Smile Politely

Coulter v. Mulch

Holy crap, I just looked at the calendar and it’s going to be the 4th of July next week. This summer is coming and going faster than a high schooler at a pornographic magazine rack. I suppose it’s going so fast because I’m actually enjoying it. I should really start having a shitty time so the summer appears to last longer. Let’s get it on.

BATTLE OF THE MULCH

I took my usual sort of vacation last week, the kind of vacation where I sort of work and then sort of really work and then sort of get really drinky. I’ve found I’m just not especially good at taking an entire week off at a time and doing nothing. Instead, I take a week and work a few hours on the regular job in the morning and then take the rest of the day to work on a personal project. It seems sort of stupid because it’s not really a vacation at all, but on the other hand, I don’t have a bunch of shit to catch up with when I go back to work full-time.

This summer’s personal project has become landscaping around the house. Trust me, that is no freaking vacation at all. For some reason, I think I felt it would be relaxing. I pictured myself getting in touch with the earth in a totally Zen kind of way. I imagined I would build little streams and gardens and my life would be a far richer experience than it had ever been. Instead, in true Coulter fashion, I started ripping shit out of the ground with reckless abandoned and I didn’t stop until the front yard looked like Omaha Beach.

There were a lot of nice plants growing all around the place a few years ago, but chaos happened and stuff started growing out of control. I can only assume this had something to do with all of the weeding I never did. Either way, something had to be done and I mistakenly thought I was the man to do it. I started out by going to buy some mulch. I bought eight bags initially, you know, because I’m a moron. Eight bags of fucking mulch will cover an area roughly the size of a sheet of fucking paper.

I have no idea how much mulch I eventually used because I stopped counting somewhere around a thousand. I also got several little bricks and those sorts of things. It all seems so cheap, a couple of dollars for mulch, a dollar or so a piece for bricks, five dollars a roll for that weed paper, and it just doesn’t seem like much money.

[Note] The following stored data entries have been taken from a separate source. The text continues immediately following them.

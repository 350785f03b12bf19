//! End-to-end check of the batch engine (§4.6, §8 scenario 5): a raw
//! sample on an input point propagates through a transform to its result
//! point and is visible on the downstream messaging bus after one commit.

#![cfg(feature = "cli")]

use std::sync::atomic::AtomicBool;
use std::sync::Arc;

use uuid::Uuid;

use rvpf_core::batch::messaging::channel::channel_messaging;
use rvpf_core::batch::messaging::Receiver as _;
use rvpf_core::batch::store::memory::InMemoryStore;
use rvpf_core::batch::{BatchEngine, ReceiverSource, RpnTransform};
use rvpf_core::graph::metadata;
use rvpf_core::graph::{Point, PointGraph, Relation};
use rvpf_core::temporal::{FixedClock, Timestamp};
use rvpf_core::value::point_value::PointValue;
use rvpf_core::value::tagged::Value;

#[test]
fn a_raw_sample_propagates_through_one_transform_to_its_result() {
    let input_uuid = Uuid::new_v4();
    let result_uuid = Uuid::new_v4();

    let mut graph = PointGraph::new();
    let input_idx = graph.add_point(Point::new(input_uuid, "Tank.Level", 0));
    let mut result_point = Point::new(result_uuid, "Tank.Scaled", 1);
    result_point.set_transform(Arc::new(RpnTransform::compile("$1 2 *").unwrap()));
    let result_idx = graph.add_point(result_point);
    graph.add_relation(Relation::new(input_idx, result_idx));
    let graph = Arc::new(metadata::load(graph).unwrap());

    let store = Arc::new(InMemoryStore::new());
    let (notice_tx, notice_rx) = channel_messaging(16);
    let (downstream_tx, downstream_rx) = channel_messaging(16);

    let engine = BatchEngine::new(
        graph,
        store,
        Some(Arc::new(downstream_tx)),
        Box::new(ReceiverSource::new(notice_rx)),
        FixedClock(Timestamp::from_millis(0)),
        Arc::new(AtomicBool::new(false)),
    );

    let t0 = Timestamp::from_millis(1_000);
    notice_tx.send(&[PointValue::new(input_uuid, t0, Some(Value::Long(5)))]).unwrap();
    notice_tx.send(&[PointValue::sentinel_null()]).unwrap();

    engine.run_once(100).unwrap(); // handles the raw value, enqueues the result
    engine.run_once(100).unwrap(); // drains and commits the batch

    let result = downstream_rx.receive(100).unwrap().expect("the result point should have emitted a value");
    assert_eq!(result.point(), result_uuid);
    assert_eq!(result.stamp(), t0);
    assert_eq!(result.value(), Some(&Value::Long(10)));
}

It begins to seem like a lot, however, when you make 50 freaking trips to Menards to buy the same thing over and freaking over again. The cashier even got to know me by name … if I changed my name to sweaty, dirty, irritable guy.

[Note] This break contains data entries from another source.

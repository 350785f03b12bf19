//! `PointValue` wire form (§6): `uuid(16) | rawTimestamp(8) | stateLen(4) |
//! stateUtf8 | tagByte | value`. Tag byte selects the value variant;
//! `Tuple`/`Dict` are length-prefixed and recursive.
//!
//! The distilled wire form has no separate slot for "value absent" or
//! "deleted tombstone" — both are folded into the tag byte as two extra
//! pseudo-variants (`ABSENT`, `DELETED`) alongside the fourteen real
//! `Value` variants, so the literal four-field layout is preserved rather
//! than growing a fifth field (see DESIGN.md).

use bigdecimal::BigDecimal;
use num_bigint::BigInt;
use num_rational::{BigRational, Ratio};
use std::str::FromStr;
use uuid::Uuid;

use crate::error::{Error, Result};
use crate::temporal::{ElapsedTime, Timestamp};
use crate::value::point_value::PointValue;
use crate::value::tagged::{Complex, Value};

const TAG_NULL: u8 = 0;
const TAG_BOOLEAN: u8 = 1;
const TAG_LONG: u8 = 2;
const TAG_DOUBLE: u8 = 3;
const TAG_BIGINTEGER: u8 = 4;
const TAG_BIGDECIMAL: u8 = 5;
const TAG_RATIONAL: u8 = 6;
const TAG_BIGRATIONAL: u8 = 7;
const TAG_COMPLEX: u8 = 8;
const TAG_DATETIME: u8 = 9;
const TAG_ELAPSED: u8 = 10;
const TAG_STRING: u8 = 11;
const TAG_BYTES: u8 = 12;
const TAG_TUPLE: u8 = 13;
const TAG_DICT: u8 = 14;
const TAG_ABSENT: u8 = 15;
const TAG_DELETED: u8 = 16;

const COMPLEX_CARTESIAN: u8 = 0;
const COMPLEX_POLAR: u8 = 1;

fn bad(reason: impl Into<String>) -> Error {
    Error::MetadataInvalid { reason: reason.into() }
}

/// Encodes `value` to its wire form (§6).
pub fn encode_point_value(pv: &PointValue) -> Vec<u8> {
    let mut out = Vec::new();
    out.extend_from_slice(pv.point().as_bytes());
    out.extend_from_slice(&pv.stamp().raw().to_be_bytes());
    let state = pv.state().unwrap_or("");
    out.extend_from_slice(&(state.len() as u32).to_be_bytes());
    out.extend_from_slice(state.as_bytes());
    if pv.is_deleted() {
        out.push(TAG_DELETED);
    } else {
        match pv.value() {
            None => out.push(TAG_ABSENT),
            Some(value) => encode_value(value, &mut out),
        }
    }
    out
}

/// Decodes a wire-form `PointValue` starting at `cursor`, advancing it.
pub fn decode_point_value(bytes: &[u8], cursor: &mut usize) -> Result<PointValue> {
    let uuid = take(bytes, cursor, 16)?;
    let point = Uuid::from_slice(uuid).map_err(|e| bad(format!("malformed uuid: {e}")))?;
    let raw = i64::from_be_bytes(take(bytes, cursor, 8)?.try_into().unwrap());
    let stamp = Timestamp::from_raw(raw);
    let state_len = u32::from_be_bytes(take(bytes, cursor, 4)?.try_into().unwrap()) as usize;
    let state_bytes = take(bytes, cursor, state_len)?.to_vec();
    let state = if state_bytes.is_empty() {
        None
    } else {
        Some(String::from_utf8(state_bytes).map_err(|e| bad(format!("malformed state: {e}")))?)
    };

    let tag = take(bytes, cursor, 1)?[0];
    let (value, deleted) = match tag {
        TAG_ABSENT => (None, false),
        TAG_DELETED => (None, true),
        _ => (Some(decode_tagged_value(tag, bytes, cursor)?), false),
    };

    let mut pv = if deleted { PointValue::tombstone(point, stamp) } else { PointValue::new(point, stamp, value) };
    if let Some(state) = state {
        pv = pv.with_state(state);
    }
    Ok(pv)
}

fn encode_value(value: &Value, out: &mut Vec<u8>) {
    match value {
        Value::Null => out.push(TAG_NULL),
        Value::Boolean(b) => {
            out.push(TAG_BOOLEAN);
            out.push(*b as u8);
        }
        Value::Long(l) => {
            out.push(TAG_LONG);
            out.extend_from_slice(&l.to_be_bytes());
        }
        Value::Double(d) => {
            out.push(TAG_DOUBLE);
            out.extend_from_slice(&d.to_be_bytes());
        }
        Value::BigInteger(b) => {
            out.push(TAG_BIGINTEGER);
            write_bytes(out, &b.to_signed_bytes_be());
        }
        Value::BigDecimal(b) => {
            out.push(TAG_BIGDECIMAL);
            write_bytes(out, b.to_string().as_bytes());
        }
        Value::Rational(r) => {
            out.push(TAG_RATIONAL);
            out.extend_from_slice(&r.numer().to_be_bytes());
            out.extend_from_slice(&r.denom().to_be_bytes());
        }
        Value::BigRational(r) => {
            out.push(TAG_BIGRATIONAL);
            write_bytes(out, &r.numer().to_signed_bytes_be());
            write_bytes(out, &r.denom().to_signed_bytes_be());
        }
        Value::Complex(c) => {
            out.push(TAG_COMPLEX);
            match c {
                Complex::Cartesian { re, im } => {
                    out.push(COMPLEX_CARTESIAN);
                    out.extend_from_slice(&re.to_be_bytes());
                    out.extend_from_slice(&im.to_be_bytes());
                }
                Complex::Polar { r, theta } => {
                    out.push(COMPLEX_POLAR);
                    out.extend_from_slice(&r.to_be_bytes());
                    out.extend_from_slice(&theta.to_be_bytes());
                }
            }
        }
        Value::DateTime(t) => {
            out.push(TAG_DATETIME);
            out.extend_from_slice(&t.raw().to_be_bytes());
        }
        Value::ElapsedTime(e) => {
            out.push(TAG_ELAPSED);
            out.extend_from_slice(&e.raw().to_be_bytes());
        }
        Value::String(s) => {
            out.push(TAG_STRING);
            write_bytes(out, s.as_bytes());
        }
        Value::Bytes(b) => {
            out.push(TAG_BYTES);
            write_bytes(out, b);
        }
        Value::Tuple(items) => {
            out.push(TAG_TUPLE);
            out.extend_from_slice(&(items.len() as u32).to_be_bytes());
            for item in items {
                encode_value(item, out);
            }
        }
        Value::Dict(entries) => {
            out.push(TAG_DICT);
            out.extend_from_slice(&(entries.len() as u32).to_be_bytes());
            for (key, value) in entries {
                write_bytes(out, key.as_bytes());
                encode_value(value, out);
            }
        }
    }
}

fn decode_tagged_value(tag: u8, bytes: &[u8], cursor: &mut usize) -> Result<Value> {
    Ok(match tag {
        TAG_NULL => Value::Null,
        TAG_BOOLEAN => Value::Boolean(take(bytes, cursor, 1)?[0] != 0),
        TAG_LONG => Value::Long(i64::from_be_bytes(take(bytes, cursor, 8)?.try_into().unwrap())),
        TAG_DOUBLE => Value::Double(f64::from_be_bytes(take(bytes, cursor, 8)?.try_into().unwrap())),
        TAG_BIGINTEGER => Value::BigInteger(BigInt::from_signed_bytes_be(read_bytes(bytes, cursor)?)),
        TAG_BIGDECIMAL => {
            let raw = read_bytes(bytes, cursor)?;
            let text = std::str::from_utf8(raw).map_err(|e| bad(format!("malformed bigdecimal: {e}")))?;
            Value::BigDecimal(BigDecimal::from_str(text).map_err(|e| bad(format!("malformed bigdecimal: {e}")))?)
        }
        TAG_RATIONAL => {
            let numer = i64::from_be_bytes(take(bytes, cursor, 8)?.try_into().unwrap());
            let denom = i64::from_be_bytes(take(bytes, cursor, 8)?.try_into().unwrap());
            Value::Rational(Ratio::new(numer, denom))
        }
        TAG_BIGRATIONAL => {
            let numer = BigInt::from_signed_bytes_be(read_bytes(bytes, cursor)?);
            let denom = BigInt::from_signed_bytes_be(read_bytes(bytes, cursor)?);
            Value::BigRational(BigRational::new(numer, denom))
        }
        TAG_COMPLEX => {
            let kind = take(bytes, cursor, 1)?[0];
            let a = f64::from_be_bytes(take(bytes, cursor, 8)?.try_into().unwrap());
            let b = f64::from_be_bytes(take(bytes, cursor, 8)?.try_into().unwrap());
            Value::Complex(if kind == COMPLEX_POLAR { Complex::polar(a, b) } else { Complex::cartesian(a, b) })
        }
        TAG_DATETIME => Value::DateTime(Timestamp::from_raw(i64::from_be_bytes(take(bytes, cursor, 8)?.try_into().unwrap()))),
        TAG_ELAPSED => Value::ElapsedTime(ElapsedTime::from_raw(i64::from_be_bytes(take(bytes, cursor, 8)?.try_into().unwrap()))),
        TAG_STRING => {
            let raw = read_bytes(bytes, cursor)?.to_vec();
            Value::String(String::from_utf8(raw).map_err(|e| bad(format!("malformed string: {e}")))?)
        }
        TAG_BYTES => Value::Bytes(read_bytes(bytes, cursor)?.to_vec()),
        TAG_TUPLE => {
            let count = u32::from_be_bytes(take(bytes, cursor, 4)?.try_into().unwrap());
            let mut items = Vec::with_capacity(count as usize);
            for _ in 0..count {
                let tag = take(bytes, cursor, 1)?[0];
                items.push(decode_tagged_value(tag, bytes, cursor)?);
            }
            Value::Tuple(items)
        }
        TAG_DICT => {
            let count = u32::from_be_bytes(take(bytes, cursor, 4)?.try_into().unwrap());
            let mut entries = Vec::with_capacity(count as usize);
            for _ in 0..count {
                let key_bytes = read_bytes(bytes, cursor)?.to_vec();
                let key = String::from_utf8(key_bytes).map_err(|e| bad(format!("malformed dict key: {e}")))?;
                let tag = take(bytes, cursor, 1)?[0];
                entries.push((key, decode_tagged_value(tag, bytes, cursor)?));
            }
            Value::Dict(entries)
        }
        other => return Err(bad(format!("unknown wire tag byte {other}"))),
    })
}

fn write_bytes(out: &mut Vec<u8>, data: &[u8]) {
    out.extend_from_slice(&(data.len() as u32).to_be_bytes());
    out.extend_from_slice(data);
}

fn read_bytes<'a>(bytes: &'a [u8], cursor: &mut usize) -> Result<&'a [u8]> {
    let len = u32::from_be_bytes(take(bytes, cursor, 4)?.try_into().unwrap()) as usize;
    take(bytes, cursor, len)
}

fn take<'a>(bytes: &'a [u8], cursor: &mut usize, len: usize) -> Result<&'a [u8]> {
    let end = *cursor + len;
    if end > bytes.len() {
        return Err(bad("wire buffer truncated"));
    }
    let slice = &bytes[*cursor..end];
    *cursor = end;
    Ok(slice)
}

#[cfg(test)]
mod tests {
    use super::*;
    use crate::value::tagged::Value;

    fn roundtrip(pv: PointValue) -> PointValue {
        let bytes = encode_point_value(&pv);
        let mut cursor = 0;
        decode_point_value(&bytes, &mut cursor).unwrap()
    }

    #[test]
    fn scalar_values_round_trip() {
        let pv = PointValue::new(Uuid::new_v4(), Timestamp::from_raw(12345), Some(Value::Long(42)));
        let back = roundtrip(pv.clone());
        assert_eq!(back.value(), Some(&Value::Long(42)));
        assert_eq!(back.stamp(), pv.stamp());
        assert_eq!(back.point(), pv.point());
    }

    #[test]
    fn tuple_and_dict_round_trip_recursively() {
        let tuple = Value::Tuple(vec![Value::Long(1), Value::String("a".into())]);
        let pv = PointValue::new(Uuid::new_v4(), Timestamp::from_raw(1), Some(tuple.clone()));
        assert_eq!(roundtrip(pv).value(), Some(&tuple));

        let dict = Value::Dict(vec![("x".into(), Value::Boolean(true))]);
        let pv = PointValue::new(Uuid::new_v4(), Timestamp::from_raw(1), Some(dict.clone()));
        assert_eq!(roundtrip(pv).value(), Some(&dict));
    }

    #[test]
    fn absent_value_round_trips_as_none() {
        let pv = PointValue::new(Uuid::new_v4(), Timestamp::from_raw(1), None);
        assert!(roundtrip(pv).value().is_none());
    }

    #[test]
    fn tombstone_round_trips_as_deleted() {
        let pv = PointValue::tombstone(Uuid::new_v4(), Timestamp::from_raw(1));
        assert!(roundtrip(pv).is_deleted());
    }

    #[test]
    fn state_round_trips() {
        let pv = PointValue::new(Uuid::new_v4(), Timestamp::from_raw(1), Some(Value::Null))
            .with_state("stale");
        assert_eq!(roundtrip(pv).state(), Some("stale"));
    }
}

My back hurt and each evening it felt as if I’d done 200 deep knee bends. This is because I had. Still I managed to do it and actually make some progress. When it was all said and halfway done, it looked like this.

…far better than I ever expected, in other words. I’m not really sure what sort of theme it is, besides possibly Pee Wee Herman meets the Flintstones, but I have to say, it’s really growing on me. This works out fine, because there’s no way I’m doing something like that again for a long assed time. I’m sure I’ll look back proudly in five or six years when the rest of it is finally finished.

WASTE OF CHAMPAIGN

Of course, all of that yard work did help out in some way, as it kept me from stopping by the Taste of Champaign. I know it’s a pretty easy target, but being an easy target is completely why a lot of people who live in town see it as some sort of bad joke that gets told every year and never really gets funnier, or gets totally funnier, depending on how you look at it.

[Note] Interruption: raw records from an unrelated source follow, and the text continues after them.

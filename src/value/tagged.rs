//! The tagged dynamic value union (§4.4, §9 Design Notes): one `Value`
//! enum shared by `PointValue` and the RPN VM's operand stack, rather than
//! two parallel dynamic-union types joined by a conversion layer that
//! would only ever be the identity function.

use std::fmt;

use bigdecimal::BigDecimal;
use num_bigint::BigInt;
use num_rational::{BigRational, Ratio};
use serde::{Deserialize, Serialize};

use crate::temporal::{ElapsedTime, Timestamp};

/// A complex value, kept in whichever representation it was constructed
/// in (cartesian or polar) until an operation forces a conversion (§4.7
/// Numeric Semantics) — converting eagerly on construction would lose the
/// distinction a polar-literal author intended to preserve.
#[derive(Debug, Clone, Copy, PartialEq, Serialize, Deserialize)]
pub enum Complex {
    Cartesian { re: f64, im: f64 },
    Polar { r: f64, theta: f64 },
}

impl Complex {
    pub fn cartesian(re: f64, im: f64) -> Self {
        Complex::Cartesian { re, im }
    }

    pub fn polar(r: f64, theta: f64) -> Self {
        Complex::Polar { r, theta }
    }

    pub fn re(&self) -> f64 {
        match *self {
            Complex::Cartesian { re, .. } => re,
            Complex::Polar { r, theta } => r * theta.cos(),
        }
    }

    pub fn im(&self) -> f64 {
        match *self {
            Complex::Cartesian { im, .. } => im,
            Complex::Polar { r, theta } => r * theta.sin(),
        }
    }

    pub fn r(&self) -> f64 {
        match *self {
            Complex::Polar { r, .. } => r,
            Complex::Cartesian { re, im } => re.hypot(im),
        }
    }

    pub fn theta(&self) -> f64 {
        match *self {
            Complex::Polar { theta, .. } => theta,
            Complex::Cartesian { re, im } => im.atan2(re),
        }
    }

    pub fn to_cartesian(&self) -> Complex {
        Complex::Cartesian { re: self.re(), im: self.im() }
    }

    pub fn to_polar(&self) -> Complex {
        Complex::Polar { r: self.r(), theta: self.theta() }
    }

    pub fn to_num_complex(&self) -> num_complex::Complex64 {
        num_complex::Complex64::new(self.re(), self.im())
    }

    pub fn from_num_complex(c: num_complex::Complex64) -> Self {
        Complex::Cartesian { re: c.re, im: c.im }
    }
}

/// The value every `PointValue` and VM stack cell carries (§4.4).
#[derive(Debug, Clone, PartialEq, Serialize, Deserialize)]
pub enum Value {
    Null,
    Boolean(bool),
    Long(i64),
    Double(f64),
    BigInteger(BigInt),
    BigDecimal(BigDecimal),
    /// Auto-reduces on construction (`Ratio::new` divides by the gcd).
    Rational(Ratio<i64>),
    BigRational(BigRational),
    Complex(Complex),
    DateTime(Timestamp),
    ElapsedTime(ElapsedTime),
    String(String),
    Bytes(Vec<u8>),
    Tuple(Vec<Value>),
    /// Ordered map; insertion order is significant and preserved (§4.4).
    Dict(Vec<(String, Value)>),
}

impl Value {
    pub fn is_null(&self) -> bool {
        matches!(self, Value::Null)
    }

    pub fn type_name(&self) -> &'static str {
        match self {
            Value::Null => "null",
            Value::Boolean(_) => "boolean",
            Value::Long(_) => "long",
            Value::Double(_) => "double",
            Value::BigInteger(_) => "biginteger",
            Value::BigDecimal(_) => "bigdecimal",
            Value::Rational(_) => "rational",
            Value::BigRational(_) => "bigrational",
            Value::Complex(_) => "complex",
            Value::DateTime(_) => "datetime",
            Value::ElapsedTime(_) => "elapsed",
            Value::String(_) => "string",
            Value::Bytes(_) => "bytes",
            Value::Tuple(_) => "tuple",
            Value::Dict(_) => "dict",
        }
    }

    /// Numeric literal auto-tagging (§4.7 Tokens): integral values that fit
    /// in an `i64` tag as `Long`; everything else that parses as a number
    /// tags as `Double`.
    pub fn parse_numeric_literal(text: &str) -> Option<Value> {
        if let Ok(l) = text.parse::<i64>() {
            return Some(Value::Long(l));
        }
        text.parse::<f64>().ok().map(Value::Double)
    }

    pub fn dict_get<'a>(entries: &'a [(String, Value)], key: &str) -> Option<&'a Value> {
        entries.iter().find(|(k, _)| k == key).map(|(_, v)| v)
    }
}

impl fmt::Display for Value {
    fn fmt(&self, f: &mut fmt::Formatter<'_>) -> fmt::Result {
        match self {
            Value::Null => write!(f, "null"),
            Value::Boolean(b) => write!(f, "{b}"),
            Value::Long(l) => write!(f, "{l}"),
            Value::Double(d) => write!(f, "{d}"),
            Value::BigInteger(b) => write!(f, "{b}"),
            Value::BigDecimal(b) => write!(f, "{b}"),
            Value::Rational(r) => write!(f, "{}/{}", r.numer(), r.denom()),
            Value::BigRational(r) => write!(f, "{}/{}", r.numer(), r.denom()),
            Value::Complex(c) => write!(f, "{}{:+}i", c.re(), c.im()),
            Value::DateTime(t) => write!(f, "{t}"),
            Value::ElapsedTime(e) => write!(f, "{}", e.format()),
            Value::String(s) => write!(f, "{s}"),
            Value::Bytes(b) => write!(f, "<{} bytes>", b.len()),
            Value::Tuple(items) => {
                write!(f, "(")?;
                for (i, item) in items.iter().enumerate() {
                    if i > 0 {
                        write!(f, ", ")?;
                    }
                    write!(f, "{item}")?;
                }
                write!(f, ")")
            }
            Value::Dict(entries) => {
                write!(f, "{{")?;
                for (i, (k, v)) in entries.iter().enumerate() {
                    if i > 0 {
                        write!(f, ", ")?;
                    }
                    write!(f, "{k}: {v}")?;
                }
                write!(f, "}}")
            }
        }
    }
}

impl From<bool> for Value {
    fn from(b: bool) -> Self {
        Value::Boolean(b)
    }
}
impl From<i64> for Value {
    fn from(l: i64) -> Self {
        Value::Long(l)
    }
}
impl From<f64> for Value {
    fn from(d: f64) -> Self {
        Value::Double(d)
    }
}
impl From<&str> for Value {
    fn from(s: &str) -> Self {
        Value::String(s.to_string())
    }
}
impl From<ElapsedTime> for Value {
    fn from(e: ElapsedTime) -> Self {
        Value::ElapsedTime(e)
    }
}
impl From<Timestamp> for Value {
    fn from(t: Timestamp) -> Self {
        Value::DateTime(t)
    }
}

To be honest, that’s completely unfair because I haven’t gone for quite a few years. I do talk to friends who go and ask them how it was. They usually say, without hesitation, that it still sucks pretty hard. I used to live right by West Side Park and that alone can make a person dislike that little festival. Back then I mostly sat on my porch drinking beer and yelling at people for parking illegally. I sort of miss those days, but not all that much.

It’s far easier now to just act like a large portion of the town and pretend it doesn’t even exist anymore. My guess is that it won’t be long before that thought becomes a reality.

FUNNY THING A BASEBALL ANOUNCER SHOULD SAY

Cliff Lee has been doing wheelies in the pumpkin patch for six innings now and the Phillies make a call to the bullpen.

RIP SCOOTER

It is with heavy heart that I notify you of the passing of my friend, Scooter the turtle. We babysat him for a couple of weeks about a year ago and, I say this with all sincerity, he was an awesome little guy. He will be greatly missed by the Talbott family. I almost cry thinking about all the strawberries he won’t be around to eat.

EXTRAS

  • I’m glad everyone is so excited about soccer. It makes it that much easier for me to despise.
  • If you ever volunteer to work at one of those charity carnivals, make sure you don’t get caught in the spunk tank.
  • I hear another Burlesque show is coming to Mike and Molly’s on July 28th. That seems sort of fun. The group was doing some fund raising on Friday when I stopped by. It was like the awesomest bake sale ever and the tiny corner of a Chile brownie I managed to wrestle away from lady tasted quite good. I hope to eat a full one at some time in the future.

Buona Sera, senorina, kiss me goodnight.